Once the viewer presses play, however, Ginny & Georgia doesn’t feel anything like Gilmore Girls. With their caffeinated pace, throwback vibe, and dancer’s sense of space, Sherman-Palladino shows have a unique sensibility that’s hard to duplicate, although Ginny & Georgia doesn’t really try. Ironically, the differences in substance only drive home the similarity of the two shows’ packaging. After all, Ginny & Georgia wasn’t actually made by an algorithm; it’s created by Sarah Lampert, features two lively performances by Antonia Gentry and Brianne Howey as the titular leads, and like all TV shows, required the contributions of a prodigious cast and crew to even make it to the screen. Nevertheless, it feels targeted in its presentation toward an audience more familiar with the concept than this specific execution.

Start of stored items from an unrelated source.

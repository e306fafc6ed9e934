// Account guardians
// SetGuardian registers a guardian for the calling account; GuardAccount
// and UnGuardAccount toggle whether transactions need its co-signature.
// The state machine itself belongs to the node's guarded account handler.

use std::sync::Arc;

use log::trace;

use super::common::{check_call_value, consume_gas};
use super::{BuiltInFunctionName, BuiltinFunction};
use crate::account::UserAccountHandler;
use crate::check;
use crate::config::{is_smart_contract_address, ADDRESS_LEN};
use crate::error::{BuiltInError, BuiltInResult};
use crate::gas::{GasCost, GasCostCell};
use crate::interfaces::{EnableEpochsHandler, GuardedAccountHandler};
use crate::vm::{ContractCallInput, LogEntry, VmOutput};

struct GuardianBase {
    guarded_account_handler: Arc<dyn GuardedAccountHandler>,
    enable_epochs_handler: Arc<dyn EnableEpochsHandler>,
    gas: GasCostCell,
}

impl GuardianBase {
    fn new(
        func_gas_cost: u64,
        guarded_account_handler: Option<Arc<dyn GuardedAccountHandler>>,
        enable_epochs_handler: Option<Arc<dyn EnableEpochsHandler>>,
    ) -> BuiltInResult<Self> {
        Ok(Self {
            guarded_account_handler: check::required(
                guarded_account_handler,
                BuiltInError::NilGuardedAccountHandler,
            )?,
            enable_epochs_handler: check::required(
                enable_epochs_handler,
                BuiltInError::NilEnableEpochsHandler,
            )?,
            gas: GasCostCell::with_func_cost(func_gas_cost),
        })
    }

    /// Common shape: the account acts on itself with `arguments` arguments
    fn check<'a>(
        &self,
        acnt_snd: Option<&'a mut dyn UserAccountHandler>,
        vm_input: &ContractCallInput,
        arguments: usize,
    ) -> BuiltInResult<(&'a mut dyn UserAccountHandler, u64)> {
        check_call_value(vm_input)?;
        if vm_input.arguments.len() != arguments {
            return Err(BuiltInError::InvalidArguments);
        }
        if vm_input.caller_addr != vm_input.recipient_addr {
            return Err(BuiltInError::InvalidRcvAddr);
        }
        let acnt_snd = acnt_snd.ok_or(BuiltInError::NilUserAccount)?;
        let gas_remaining = consume_gas(vm_input.gas_provided, self.gas.func_gas_cost())?;
        Ok((acnt_snd, gas_remaining))
    }

    fn output(gas_remaining: u64, name: BuiltInFunctionName, address: &[u8], topics: Vec<Vec<u8>>) -> VmOutput {
        let mut vm_output = VmOutput::ok(gas_remaining);
        vm_output.logs.push(LogEntry {
            identifier: name.as_bytes().to_vec(),
            address: address.to_vec(),
            topics,
            data: Vec::new(),
        });
        vm_output
    }
}

/// `SetGuardian@guardian@serviceUID`
pub struct SetGuardian {
    base: GuardianBase,
}

impl SetGuardian {
    pub fn new(
        func_gas_cost: u64,
        guarded_account_handler: Option<Arc<dyn GuardedAccountHandler>>,
        enable_epochs_handler: Option<Arc<dyn EnableEpochsHandler>>,
    ) -> BuiltInResult<Self> {
        Ok(Self {
            base: GuardianBase::new(func_gas_cost, guarded_account_handler, enable_epochs_handler)?,
        })
    }
}

impl BuiltinFunction for SetGuardian {
    fn process_builtin_function(
        &self,
        acnt_snd: Option<&mut dyn UserAccountHandler>,
        _acnt_dst: Option<&mut dyn UserAccountHandler>,
        vm_input: &ContractCallInput,
    ) -> BuiltInResult<VmOutput> {
        let (account, gas_remaining) = self.base.check(acnt_snd, vm_input, 2)?;
        let guardian = &vm_input.arguments[0];
        let service_uid = &vm_input.arguments[1];
        if guardian.len() != ADDRESS_LEN {
            return Err(BuiltInError::InvalidAddressLength);
        }
        if guardian.as_slice() == account.address() {
            return Err(BuiltInError::CannotSetOwnAddressAsGuardian);
        }
        if is_smart_contract_address(guardian) {
            return Err(BuiltInError::OperationNotPermitted);
        }

        if let Err(err) = self.base.guarded_account_handler.set_guardian(
            account,
            guardian,
            &vm_input.tx_guardian,
            service_uid,
        ) {
            trace!("set guardian refused: {}", err);
            return Err(err.into());
        }

        Ok(GuardianBase::output(
            gas_remaining,
            BuiltInFunctionName::SetGuardian,
            &vm_input.caller_addr,
            vec![guardian.clone(), service_uid.clone()],
        ))
    }

    fn set_new_gas_config(&self, gas_cost: &GasCost) {
        self.base
            .gas
            .replace(gas_cost.built_in_cost.set_guardian, gas_cost.base_operation_cost);
    }

    fn is_active(&self) -> bool {
        self.base.enable_epochs_handler.is_guard_account_enabled()
    }
}

/// `GuardAccount`, activates the pending guardian
pub struct GuardAccount {
    base: GuardianBase,
}

impl GuardAccount {
    pub fn new(
        func_gas_cost: u64,
        guarded_account_handler: Option<Arc<dyn GuardedAccountHandler>>,
        enable_epochs_handler: Option<Arc<dyn EnableEpochsHandler>>,
    ) -> BuiltInResult<Self> {
        Ok(Self {
            base: GuardianBase::new(func_gas_cost, guarded_account_handler, enable_epochs_handler)?,
        })
    }
}

impl BuiltinFunction for GuardAccount {
    fn process_builtin_function(
        &self,
        acnt_snd: Option<&mut dyn UserAccountHandler>,
        _acnt_dst: Option<&mut dyn UserAccountHandler>,
        vm_input: &ContractCallInput,
    ) -> BuiltInResult<VmOutput> {
        let (account, gas_remaining) = self.base.check(acnt_snd, vm_input, 0)?;
        self.base.guarded_account_handler.guard_account(account)?;
        Ok(GuardianBase::output(
            gas_remaining,
            BuiltInFunctionName::GuardAccount,
            &vm_input.caller_addr,
            Vec::new(),
        ))
    }

    fn set_new_gas_config(&self, gas_cost: &GasCost) {
        self.base
            .gas
            .replace(gas_cost.built_in_cost.guard_account, gas_cost.base_operation_cost);
    }

    fn is_active(&self) -> bool {
        self.base.enable_epochs_handler.is_guard_account_enabled()
    }
}

/// `UnGuardAccount`, the transaction itself carries the guardian co-signature
pub struct UnGuardAccount {
    base: GuardianBase,
}

impl UnGuardAccount {
    pub fn new(
        func_gas_cost: u64,
        guarded_account_handler: Option<Arc<dyn GuardedAccountHandler>>,
        enable_epochs_handler: Option<Arc<dyn EnableEpochsHandler>>,
    ) -> BuiltInResult<Self> {
        Ok(Self {
            base: GuardianBase::new(func_gas_cost, guarded_account_handler, enable_epochs_handler)?,
        })
    }
}

impl BuiltinFunction for UnGuardAccount {
    fn process_builtin_function(
        &self,
        acnt_snd: Option<&mut dyn UserAccountHandler>,
        _acnt_dst: Option<&mut dyn UserAccountHandler>,
        vm_input: &ContractCallInput,
    ) -> BuiltInResult<VmOutput> {
        let (account, gas_remaining) = self.base.check(acnt_snd, vm_input, 0)?;
        self.base.guarded_account_handler.un_guard_account(account)?;
        Ok(GuardianBase::output(
            gas_remaining,
            BuiltInFunctionName::UnGuardAccount,
            &vm_input.caller_addr,
            Vec::new(),
        ))
    }

    fn set_new_gas_config(&self, gas_cost: &GasCost) {
        self.base
            .gas
            .replace(gas_cost.built_in_cost.un_guard_account, gas_cost.base_operation_cost);
    }

    fn is_active(&self) -> bool {
        self.base.enable_epochs_handler.is_guard_account_enabled()
    }
}

#[cfg(test)]
mod tests {
    use std::sync::atomic::Ordering;

    use super::*;
    use crate::mock::{sc_address, user_address, EnableEpochsHandlerStub, GuardedAccountHandlerStub, MemoryAccount};

    fn self_call(arguments: Vec<Vec<u8>>) -> ContractCallInput {
        ContractCallInput {
            caller_addr: user_address(1),
            recipient_addr: user_address(1),
            arguments,
            gas_provided: 10,
            ..Default::default()
        }
    }

    #[test]
    fn test_set_guardian_delegates() {
        let handler = Arc::new(GuardedAccountHandlerStub::default());
        let set = SetGuardian::new(4, Some(handler.clone()), Some(Arc::new(EnableEpochsHandlerStub::all_enabled()))).unwrap();
        let mut account = MemoryAccount::new(&user_address(1));

        let output = set
            .process_builtin_function(Some(&mut account), None, &self_call(vec![user_address(2), b"uid".to_vec()]))
            .unwrap();
        assert_eq!(output.gas_remaining, 6);
        assert_eq!(handler.set_guardian_calls.load(Ordering::SeqCst), 1);
        assert_eq!(output.logs[0].identifier, b"SetGuardian".to_vec());
        assert_eq!(output.logs[0].topics, vec![user_address(2), b"uid".to_vec()]);
    }

    #[test]
    fn test_set_guardian_rejects_bad_guardians() {
        let handler = Arc::new(GuardedAccountHandlerStub::default());
        let set = SetGuardian::new(4, Some(handler.clone()), Some(Arc::new(EnableEpochsHandlerStub::all_enabled()))).unwrap();
        let mut account = MemoryAccount::new(&user_address(1));

        assert!(matches!(
            set.process_builtin_function(Some(&mut account), None, &self_call(vec![user_address(1), vec![]])),
            Err(BuiltInError::CannotSetOwnAddressAsGuardian)
        ));
        assert!(matches!(
            set.process_builtin_function(Some(&mut account), None, &self_call(vec![vec![1; 3], vec![]])),
            Err(BuiltInError::InvalidAddressLength)
        ));
        assert!(matches!(
            set.process_builtin_function(Some(&mut account), None, &self_call(vec![sc_address(2), vec![]])),
            Err(BuiltInError::OperationNotPermitted)
        ));
        assert_eq!(handler.set_guardian_calls.load(Ordering::SeqCst), 0);
    }

    #[test]
    fn test_guard_and_unguard() {
        let handler = Arc::new(GuardedAccountHandlerStub::default());
        let epochs = Arc::new(EnableEpochsHandlerStub::all_enabled());
        let guard = GuardAccount::new(1, Some(handler.clone()), Some(epochs.clone())).unwrap();
        let un_guard = UnGuardAccount::new(1, Some(handler.clone()), Some(epochs)).unwrap();
        let mut account = MemoryAccount::new(&user_address(1));

        guard.process_builtin_function(Some(&mut account), None, &self_call(vec![])).unwrap();
        un_guard.process_builtin_function(Some(&mut account), None, &self_call(vec![])).unwrap();
        assert_eq!(handler.guard_calls.load(Ordering::SeqCst), 1);
        assert_eq!(handler.un_guard_calls.load(Ordering::SeqCst), 1);

        assert!(matches!(
            guard.process_builtin_function(Some(&mut account), None, &self_call(vec![vec![1]])),
            Err(BuiltInError::InvalidArguments)
        ));
    }

    #[test]
    fn test_handler_error_surfaces() {
        let handler = Arc::new(GuardedAccountHandlerStub {
            fail_with: Some("no pending guardian".to_string()),
            ..Default::default()
        });
        let guard = GuardAccount::new(1, Some(handler), Some(Arc::new(EnableEpochsHandlerStub::all_enabled()))).unwrap();
        let mut account = MemoryAccount::new(&user_address(1));
        let err = guard
            .process_builtin_function(Some(&mut account), None, &self_call(vec![]))
            .unwrap_err();
        assert_eq!(err.to_string(), "no pending guardian");
    }

    #[test]
    fn test_gated_by_guard_flag() {
        let guard = GuardAccount::new(
            1,
            Some(Arc::new(GuardedAccountHandlerStub::default())),
            Some(Arc::new(EnableEpochsHandlerStub::default())),
        )
        .unwrap();
        assert!(!guard.is_active());
    }
}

So if Ginny & Georgia is more of a Gilmore Girls descendant than an outright clone, what’s it actually like? The answer is “a lot,” and not just because of how many tones and subplots the show takes on as the story snowballs. Georgia (Howey) is an over-the-top Southern belle prone to animal metaphors and allusions to Gone With the Wind. After growing up poor in an abusive home, she had Ginny (Gentry) at 15 with a high school boyfriend, then Austin (Diesel La Torraca) six years later with a white-collar criminal now in prison. Finally, Georgia married a wealthy, older yoga magnate whose untimely demise gives her the resources to start over in the Northeast.

To be clear, all this is just background information—the show doesn’t even start until the unconventional family settles into their new home. (At least their palatial real estate comes with a thorough explanation, however far-fetched.) Once there, they embark on a series of adventures that quickly escalate to the absurd. Stars Hollow may have been quirky, but Gilmore Girls stakes were fundamentally grounded, rooted in life-sized dilemmas like where to go to college or how to navigate tensions between generations. The plot of Ginny & Georgia, by contrast, quickly expands to include sex, drugs, murder, credit card fraud, and crucially, the school play. If there was ever a shark to be jumped, it’s cleared halfway through the pilot.

Ginny & Georgia has Gilmore-esque flourishes: the cute café owner who gives Ginny an after-school job; the small-town mayor who becomes Georgia’s boss and potential love interest. (In another bit of high-school-drama-with-a-second-life-on-Netflix synergy, said mayor is played by Scott Porter of Friday Night Lights fame.) But in its high melodrama and of-the-moment politics, the show ends up closer to Netflix teen fare of a more recent vintage like 13 Reasons Why. Within the space of a single episode, Ginny goes from never so much as kissing to having unprotected sex; plot devices like a “sophomore sleepover” feel like a relic from the John Hughes era, but they’re populated with queer romances and flirty zingers like “check your privilege.” The result feels less like a carbon copy of Gilmore Girls than a show made for Gen Zers who only know about Gilmore Girls from their parents.

Whether Ginny & Georgia is good, at least in the eyes of this solidly millennial critic, is irrelevant. It’s the kind of show actual teens will immediately buy into, and non-teens will giddily screenshot to jeer on social media. But even after bingeing the season, the most singular aspect of Ginny & Georgia is how blatantly not singular it is. Netflix has long operated on an incentive structure that rewards similarity, creating mini-networks of genres either broad (mid-budget romantic comedies) or bizarrely specific (reality shows where cast members can’t touch each other). Yet it’s hard to recall a duplicate as striking in its broad strokes, especially when what it’s duplicating isn’t another Netflix original, but a leased title that’s nonetheless known as a Netflix property to much of its fan base. Watching Ginny & Georgia can feel uncanny, even grating. You always know those all-seeing algorithms are hard at work, but it’s another thing entirely to see the gears grinding out in the open.